Exercise requirements -
Beginning with the first line of the data below, extract each line up to and including the one containing "pub enum ResolveError". Copy them exactly and add nothing.

Information -
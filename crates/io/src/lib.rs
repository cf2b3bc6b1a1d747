#![forbid(unsafe_code)]

pub mod body;
pub mod error;
pub mod header;
pub mod ply;
pub mod schema;
pub mod writer;

pub use body::decode_body;
pub use error::{PlyError, PlyResult};
pub use header::{parse_header, PlyHeader};
pub use ply::{read_ply, read_ply_from, read_ply_with};
pub use schema::{FieldTag, Schema};
pub use writer::{write_ply_binary, write_ply_binary_to};
/// One per-vertex field as laid out in the binary body.
///
/// Every tag has a fixed byte width. Fields whose names are not recognized
/// resolve to a `Skip*` tag of the same width so the body decoder still
/// steps over them.
#[derive(Debug, Clone, Copy, PartialEq, Eq, Hash)]
pub enum FieldTag {
    R8,
    G8,
    B8,
    A8,
    R16,
    G16,
    B16,
    A16,
    SingleX,
    SingleY,
    SingleZ,
    SingleNx,
    SingleNy,
    SingleNz,
    DoubleX,
    DoubleY,
    DoubleZ,
    Skip8,
    Skip16,
    Skip32,
    Skip64,
}

impl FieldTag {
    pub fn width(self) -> usize {
        match self {
            FieldTag::R8 | FieldTag::G8 | FieldTag::B8 | FieldTag::A8 | FieldTag::Skip8 => 1,
            FieldTag::R16 | FieldTag::G16 | FieldTag::B16 | FieldTag::A16 | FieldTag::Skip16 => 2,
            FieldTag::SingleX
            | FieldTag::SingleY
            | FieldTag::SingleZ
            | FieldTag::SingleNx
            | FieldTag::SingleNy
            | FieldTag::SingleNz
            | FieldTag::Skip32 => 4,
            FieldTag::DoubleX | FieldTag::DoubleY | FieldTag::DoubleZ | FieldTag::Skip64 => 8,
        }
    }

    /// Resolve a `property <ty> <name>` pair.
    pub fn resolve(ty: &str, name: &str) -> Result<Self, ResolveError> {
        let width = WidthClass::from_type(ty).ok_or(ResolveError::UnsupportedType)?;
        let semantic = Semantic::from_name(name);
        semantic.with_width(width).ok_or(ResolveError::WidthMismatch)
    }
}

/// Why a property declaration could not become a [`FieldTag`].
#[derive(Debug, Clone, Copy, PartialEq, Eq)]
pub enum ResolveError {
    UnsupportedType,
    WidthMismatch,
}

#[derive(Debug, Clone, Copy, PartialEq, Eq)]
enum WidthClass {
    One,
    Two,
    Four,
    Eight,
}

impl WidthClass {
    fn from_type(ty: &str) -> Option<Self> {
        match ty {
            "char" | "uchar" | "int8" | "uint8" => Some(WidthClass::One),
            "short" | "ushort" | "int16" | "uint16" => Some(WidthClass::Two),
            "int" | "uint" | "float" | "int32" | "uint32" | "float32" => Some(WidthClass::Four),
            "int64" | "uint64" | "double" | "float64" => Some(WidthClass::Eight),
            _ => None,
        }
    }
}

#[derive(Debug, Clone, Copy, PartialEq, Eq)]
enum Semantic {
    Red,
    Green,
    Blue,
    Alpha,
    X,
    Y,
    Z,
    Nx,
    Ny,
    Nz,
    Raw,
}

impl Semantic {
    fn from_name(name: &str) -> Self {
        match name {
            "red" => Semantic::Red,
            "green" => Semantic::Green,
            "blue" => Semantic::Blue,
            "alpha" => Semantic::Alpha,
            "x" => Semantic::X,
            "y" => Semantic::Y,
            "z" => Semantic::Z,
            "nx" => Semantic::Nx,
            "ny" => Semantic::Ny,
            "nz" => Semantic::Nz,
            _ => Semantic::Raw,
        }
    }

    fn with_width(self, width: WidthClass) -> Option<FieldTag> {
        use Semantic::*;
        use WidthClass::*;
        let tag = match (self, width) {
            (Raw, One) => FieldTag::Skip8,
            (Raw, Two) => FieldTag::Skip16,
            (Raw, Four) => FieldTag::Skip32,
            (Raw, Eight) => FieldTag::Skip64,
            (Red, One) => FieldTag::R8,
            (Green, One) => FieldTag::G8,
            (Blue, One) => FieldTag::B8,
            (Alpha, One) => FieldTag::A8,
            (Red, Two) => FieldTag::R16,
            (Green, Two) => FieldTag::G16,
            (Blue, Two) => FieldTag::B16,
            (Alpha, Two) => FieldTag::A16,
            (X, Four) => FieldTag::SingleX,
            (Y, Four) => FieldTag::SingleY,
            (Z, Four) => FieldTag::SingleZ,
            (Nx, Four) => FieldTag::SingleNx,
            (Ny, Four) => FieldTag::SingleNy,
            (Nz, Four) => FieldTag::SingleNz,
            (X, Eight) => FieldTag::DoubleX,
            (Y, Eight) => FieldTag::DoubleY,
            (Z, Eight) => FieldTag::DoubleZ,
            _ => return None,
        };
        Some(tag)
    }
}

/// Ordered on-disk field layout of one vertex record plus the declared
/// vertex count.
#[derive(Debug, Clone, PartialEq, Eq)]
pub struct Schema {
    pub fields: Vec<FieldTag>,
    pub vertex_count: u64,
}

impl Schema {
    /// Bytes per vertex record.
    pub fn stride(&self) -> usize {
        self.fields.iter().map(|f| f.width()).sum()
    }
}
use plypick_spatial::OctreeParams;

#[derive(Debug, Clone, Copy, PartialEq)]
pub struct LoaderConfig {
    pub octree: OctreeParams,
    /// Radius used by [`PointCloudLoader::pick`](crate::PointCloudLoader::pick),
    /// in the cloud's local units.
    pub pick_tolerance: f32,
    /// Progress events forwarded to subscribers per stage, at most.
    pub progress_granularity: u32,
}

impl Default for LoaderConfig {
    fn default() -> Self {
        Self {
            octree: OctreeParams::default(),
            pick_tolerance: 0.05,
            progress_granularity: 1000,
        }
    }
}
//! CLI subcommand implementations for the vbpl-archiver binary.

pub mod doctor;
pub mod harvest_cmd;
pub mod run_cmd;
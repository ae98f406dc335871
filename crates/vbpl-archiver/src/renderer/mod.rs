//! Renderer abstraction for browser-based page rendering.
//!
//! Defines the `PageRenderer` trait that abstracts over the browser engine
//! (currently Chromium via chromiumoxide). One renderer is one browser
//! session; every render navigates that session's single page.

pub mod chromium;

use anyhow::Result;
use async_trait::async_trait;

/// A browser session that turns URLs into post-script markup.
#[async_trait]
pub trait PageRenderer: Send + Sync {
    /// Navigate to `url` and return the current page markup.
    ///
    /// A page whose content never becomes ready is not an error: the
    /// renderer logs a warning and returns whatever markup is loaded.
    async fn render(&self, url: &str) -> Result<String>;
    /// Release the browser session.
    async fn shutdown(&self) -> Result<()>;
}
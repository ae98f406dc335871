//! Write-once behaviour of the text and binary persisters.

mod common;

use std::time::Duration;

use common::{archive, FakeRenderer};
use vbpl_archiver::{HttpClient, Persister, SaveOutcome};
use vbpl_core::{part_path, Category, ItemId};
use wiremock::matchers::{method, path};
use wiremock::{Mock, MockServer, ResponseTemplate};

fn id(s: &str) -> ItemId {
    ItemId::new(s).unwrap()
}

#[tokio::test]
async fn save_text_twice_renders_once() {
    let (_dir, store) = archive();
    let renderer = FakeRenderer::new().page("toanvan", "<html>Toàn văn</html>");
    let http = HttpClient::new(Duration::from_secs(5));
    let persister = Persister::new(&store, &renderer, &http);
    let url = "https://vbpl.vn/TW/Pages/vbpq-toanvan.aspx?ItemID=123&Keyword=";

    let first = persister
        .save_text(url, Category::FullText, &id("123"))
        .await
        .unwrap();
    let target = store.path_for(Category::FullText, &id("123"));
    assert_eq!(first, SaveOutcome::Saved(target.clone()));

    let second = persister
        .save_text(url, Category::FullText, &id("123"))
        .await
        .unwrap();
    assert_eq!(second, SaveOutcome::AlreadyExists(target.clone()));

    assert_eq!(renderer.call_count(), 1);
    assert_eq!(std::fs::read_to_string(&target).unwrap(), "<html>Toàn văn</html>");
}

#[tokio::test]
async fn existing_file_is_never_rewritten() {
    let (_dir, store) = archive();
    let target = store.path_for(Category::Property, &id("5"));
    std::fs::create_dir_all(target.parent().unwrap()).unwrap();
    std::fs::write(&target, "old").unwrap();

    let renderer = FakeRenderer::new();
    let http = HttpClient::new(Duration::from_secs(5));
    let persister = Persister::new(&store, &renderer, &http);

    let outcome = persister
        .save_text("https://vbpl.vn/p", Category::Property, &id("5"))
        .await
        .unwrap();

    assert!(matches!(outcome, SaveOutcome::AlreadyExists(_)));
    assert_eq!(renderer.call_count(), 0);
    assert_eq!(std::fs::read_to_string(&target).unwrap(), "old");
}

#[tokio::test]
async fn render_error_propagates_and_writes_nothing() {
    let (_dir, store) = archive();
    let renderer = FakeRenderer::new().fail_on("lichsu");
    let http = HttpClient::new(Duration::from_secs(5));
    let persister = Persister::new(&store, &renderer, &http);

    let result = persister
        .save_text("https://vbpl.vn/tw/Pages/vbpq-lichsu.aspx", Category::History, &id("8"))
        .await;

    assert!(result.is_err());
    assert!(!store.path_for(Category::History, &id("8")).exists());
}

#[tokio::test]
async fn failed_download_leaves_no_file() {
    let server = MockServer::start().await;
    Mock::given(method("GET"))
        .and(path("/FileData/missing.pdf"))
        .respond_with(ResponseTemplate::new(404))
        .expect(1)
        .mount(&server)
        .await;

    let (_dir, store) = archive();
    let renderer = FakeRenderer::new();
    let http = HttpClient::new(Duration::from_secs(5));
    let persister = Persister::new(&store, &renderer, &http);

    let outcome = persister
        .save_binary(
            &format!("{}/FileData/missing.pdf", server.uri()),
            Category::Pdf,
            &id("404"),
        )
        .await
        .unwrap();

    assert_eq!(outcome, SaveOutcome::DownloadFailed { status: 404 });
    let target = store.path_for(Category::Pdf, &id("404"));
    assert!(!target.exists());
    assert!(!part_path(&target).exists());
}

#[tokio::test]
async fn binary_download_is_fetched_once() {
    let server = MockServer::start().await;
    Mock::given(method("GET"))
        .and(path("/FileData/doc.pdf"))
        .respond_with(ResponseTemplate::new(200).set_body_bytes(b"%PDF-1.4 body".to_vec()))
        .expect(1)
        .mount(&server)
        .await;

    let (_dir, store) = archive();
    let renderer = FakeRenderer::new();
    let http = HttpClient::new(Duration::from_secs(5));
    let persister = Persister::new(&store, &renderer, &http);
    let url = format!("{}/FileData/doc.pdf", server.uri());

    let first = persister.save_binary(&url, Category::Pdf, &id("77")).await.unwrap();
    let second = persister.save_binary(&url, Category::Pdf, &id("77")).await.unwrap();

    let target = store.path_for(Category::Pdf, &id("77"));
    assert_eq!(first, SaveOutcome::Saved(target.clone()));
    assert_eq!(second, SaveOutcome::AlreadyExists(target.clone()));
    assert_eq!(std::fs::read(&target).unwrap(), b"%PDF-1.4 body");
}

Answer for the task -
filename crates/io/src/lib.rs
repository cf2b3bc6b1a1d747
#![forbid(unsafe_code)]

pub mod body;
pub mod error;
pub mod header;
pub mod ply;
pub mod schema;
pub mod writer;

pub use body::decode_body;
pub use error::{PlyError, PlyResult};
pub use header::{parse_header, PlyHeader};
pub use ply::{read_ply, read_ply_from, read_ply_with};
pub use schema::{FieldTag, Schema};
pub use writer::{write_ply_binary, write_ply_binary_to};
/// One per-vertex field as laid out in the binary body.
///
/// Every tag has a fixed byte width. Fields whose names are not recognized
/// resolve to a `Skip*` tag of the same width so the body decoder still
/// steps over them.
#[derive(Debug, Clone, Copy, PartialEq, Eq, Hash)]
pub enum FieldTag {
    R8,
    G8,
    B8,
    A8,
    R16,
    G16,
    B16,
    A16,
    SingleX,
    SingleY,
    SingleZ,
    SingleNx,
    SingleNy,
    SingleNz,
    DoubleX,
    DoubleY,
    DoubleZ,
    Skip8,
    Skip16,
    Skip32,
    Skip64,
}

impl FieldTag {
    pub fn width(self) -> usize {
        match self {
            FieldTag::R8 | FieldTag::G8 | FieldTag::B8 | FieldTag::A8 | FieldTag::Skip8 => 1,
            FieldTag::R16 | FieldTag::G16 | FieldTag::B16 | FieldTag::A16 | FieldTag::Skip16 => 2,
            FieldTag::SingleX
            | FieldTag::SingleY
            | FieldTag::SingleZ
            | FieldTag::SingleNx
            | FieldTag::SingleNy
            | FieldTag::SingleNz
            | FieldTag::Skip32 => 4,
            FieldTag::DoubleX | FieldTag::DoubleY | FieldTag::DoubleZ | FieldTag::Skip64 => 8,
        }
    }

    /// Resolve a `property <ty> <name>` pair.
    pub fn resolve(ty: &str, name: &str) -> Result<Self, ResolveError> {
        let width = WidthClass::from_type(ty).ok_or(ResolveError::UnsupportedType)?;
        let semantic = Semantic::from_name(name);
        semantic.with_width(width).ok_or(ResolveError::WidthMismatch)
    }
}

/// Why a property declaration could not become a [`FieldTag`].
#[derive(Debug, Clone, Copy, PartialEq, Eq)]
pub enum ResolveError {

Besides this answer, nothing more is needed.